I’m not in the sort of camp to reduce this to a zero-sum, and that many individuals seem incapable of conceptualizing the concept in any other way than win/lose, right/wrong is distressing. Over and over the ability to nuance a comment or “pack in” (as we used to say in poetry workshops) as much meaning and idea into a short string of words is becoming a scarce phenomenon. And that doesn’t even take into account that others within the conversation must provide the same attention to “unpack” the comment. We’re just not up to the task.

But have we ever, really, been up to the task of addressing our narratives with an ultra-critical eye? I suspect not. You can take any relationship that has endured (especially one with daily interactions) and you’ll find the same sort of short, quick and “shallow” discourse as you’d find in the comment section of a blog post or in your Twitter feed. In effect, we’ve always done this and there’s nothing wrong with a narrative being a chaotic, jumbled mess with little depth and a whole lot of string surface emotions. This is, truly, nothing new.

But what is new is our reliance on instant communication. Opponents who once fought out issues with differing viewpoints used to make their arguments over the course of days or weeks or even months in the pages of print media or over a span of weeks when their social gatherings were limited to ever Tuesday and Thursday is now accomplished (same volume of commentary) on a global scale in a matter of minutes.

This isn’t an issue with what we’re actually saying, but really a matter of how quickly we say it.

There’s little time for depth when you have four-hundred friends on Facebook whose thoughts are all hitting your feed. You comment (quick) and move on. In fact, you’re probably commenting on multiple things in the span of time it would take to write a well-reasoned and in-depth bit of prose that will be ignored anyway because, like you, your readership will jump over it as quickly as everything else and any depth that was presented will quickly become irrelevant due to the fact that we’re moving so quickly.
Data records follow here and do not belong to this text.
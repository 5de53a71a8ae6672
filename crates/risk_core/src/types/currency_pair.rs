//! Currency pair types for FX conversion.
//!
//! This module provides the [`CurrencyPair`] identifier used to key FX
//! rates in scenario market data. The rate itself is market data and is
//! held separately, so the pair is a pure identifier.
//!
//! # Examples
//!
//! ```
//! use risk_core::types::{Currency, CurrencyPair};
//!
//! let pair = CurrencyPair::new(Currency::EUR, Currency::USD);
//! assert_eq!(pair.base(), Currency::EUR);
//! assert_eq!(pair.quote(), Currency::USD);
//! assert_eq!(format!("{}", pair), "EUR/USD");
//! ```

use std::fmt;

use super::currency::Currency;

/// An ordered pair of currencies identifying an FX rate.
///
/// The convention is BASE/QUOTE: a rate for the pair expresses how many
/// units of QUOTE one unit of BASE buys. The pair is `Copy` and hashable
/// so it can key FX-rate maps directly.
///
/// # Examples
///
/// ```
/// use risk_core::types::{Currency, CurrencyPair};
///
/// // EUR/USD: 1 EUR = rate USD
/// let eurusd = CurrencyPair::new(Currency::EUR, Currency::USD);
/// let usdeur = eurusd.inverse();
/// assert_eq!(usdeur.base(), Currency::USD);
/// ```
#[derive(Debug, Clone, Copy, PartialEq, Eq, Hash)]
#[cfg_attr(feature = "serde", derive(serde::Serialize, serde::Deserialize))]
pub struct CurrencyPair {
    /// Base currency (the numerator in the exchange rate)
    base: Currency,
    /// Quote currency (the denominator in the exchange rate)
    quote: Currency,
}

impl CurrencyPair {
    /// Creates a new currency pair.
    #[inline]
    pub fn new(base: Currency, quote: Currency) -> Self {
        Self { base, quote }
    }

    /// Returns the base currency.
    #[inline]
    pub fn base(&self) -> Currency {
        self.base
    }

    /// Returns the quote currency.
    #[inline]
    pub fn quote(&self) -> Currency {
        self.quote
    }

    /// Returns the pair with base and quote swapped.
    ///
    /// A rate `r` for this pair corresponds to `1/r` for the inverse pair.
    #[inline]
    pub fn inverse(&self) -> Self {
        Self {
            base: self.quote,
            quote: self.base,
        }
    }

    /// Returns true when base and quote are the same currency.
    ///
    /// Identity pairs always convert at rate 1 and never require a
    /// market-data lookup.
    #[inline]
    pub fn is_identity(&self) -> bool {
        self.base == self.quote
    }
}

impl fmt::Display for CurrencyPair {
    fn fmt(&self, f: &mut fmt::Formatter<'_>) -> fmt::Result {
        write!(f, "{}/{}", self.base, self.quote)
    }
}
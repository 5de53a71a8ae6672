//! Engine error types.
//!
//! This module provides [`EngineError`], the error type for scenario
//! market data lookups, calculation-function execution and currency
//! conversion. Expected market-data build failures are *not* errors at
//! assembly time (they are captured per identifier in the build result);
//! they only surface as [`EngineError::FailedMarketData`] when a consumer
//! later asks for the failed value.

use thiserror::Error;

use risk_core::market_data::MarketDataError;
use risk_core::types::{CurrencyError, CurrencyPair};

use crate::market_data::key::MarketDataId;
use crate::market_data::source::BuildFailure;

/// Errors raised by the scenario calculation engine.
#[derive(Error, Debug, Clone, PartialEq)]
pub enum EngineError {
    /// The identifier was requested but its value could not be built;
    /// the original build reason is preserved.
    #[error("Market data for {id} failed to build: {failure}")]
    FailedMarketData {
        /// The identifier whose build failed
        id: MarketDataId,
        /// The captured build failure
        failure: BuildFailure,
    },

    /// The identifier was never part of the requested set. Signals
    /// programming-level misuse rather than a data gap.
    #[error("Market data for {id} was never requested")]
    NotRequested {
        /// The identifier that was looked up
        id: MarketDataId,
    },

    /// A value exists under the identifier but has a different type than
    /// the lookup expected.
    #[error("Market data for {id} is not a {expected}")]
    WrongDataType {
        /// The identifier that was looked up
        id: MarketDataId,
        /// Short name of the expected value type
        expected: &'static str,
    },

    /// A scenario index outside `[0, scenario_count)`.
    #[error("Scenario index {index} out of bounds for {count} scenarios")]
    ScenarioIndexOutOfBounds {
        /// The requested index
        index: usize,
        /// The scenario count of the market data
        count: usize,
    },

    /// A per-scenario value vector whose length differs from the
    /// scenario count.
    #[error("Per-scenario value for {id} has {got} entries, expected {expected}")]
    ScenarioCountMismatch {
        /// The offending identifier
        id: MarketDataId,
        /// The market data's scenario count
        expected: usize,
        /// The supplied vector length
        got: usize,
    },

    /// No FX rate available for the pair (in either direction).
    #[error("No FX rate for {pair}")]
    MissingFxRate {
        /// The currency pair that was looked up
        pair: CurrencyPair,
    },

    /// A programming or configuration mismatch; fatal for the affected
    /// trade, never retried.
    #[error("Configuration error: {0}")]
    Configuration(String),

    /// Error from the curve layer.
    #[error("Market data error: {0}")]
    MarketData(#[from] MarketDataError),

    /// Error from currency arithmetic.
    #[error("Currency error: {0}")]
    Currency(#[from] CurrencyError),
}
In many ways, this appears similar to the function of Debord’s Spectacle.

The spectacle is not a collection of images, but a social relation among people, mediated by images.

That is, that we are given time and ability to interact with the distilled and not the process of distilling. Our relationships are mediated by the images of Twitter and Facebook; by the rapid-fire three line blog comment. We’re haunted by the reality that “TL;DR” is an acceptable response to almost anything that goes on for more than a paragraph.

If there’s anything we can learn about our own narratives, it’s that we simultaneously exist in a state of flux while also seeking to reinforce and realize our own world-view all at once. We seek depth when we desire depth (generally in pursuit of reinforcement) and interaction (generally in pursuit of realization) when we need to know how to situate ourselves and our beliefs in our social structure. Nothing has changed, per se, other than that we’ve traded depth for breadth and simply interact in a new way.

And that’s actually conducive to easier narrative-creation as it doesn’t depend on any sort of actualized depth of thought to create coherency. If you’re convinced that the President isn’t an American Citizen and you ignore depth in our discourse, all you’re left with are the images: spending, skin color, affiliation with a Communist, etc.

Our narratives are, perhaps, getting stronger in conviction. The trade off is that they’re also getting shallower in their actual understanding of the conviction, itself. And let’s not think for a second that this degrades individual narrative. Those who seek such will continue to seek and those who don’t simply will not. This is no different. The only difference is that anyone can add their thoughts and feelings to a conversation without any actual buy-in that requires the effort of depth. To be a part of the public discourse there used to be barriers. You had to get your letter published in the paper or you had to secure time to speak at a public meeting. Now we’re all shouting and we’re scared because everyone is shouting.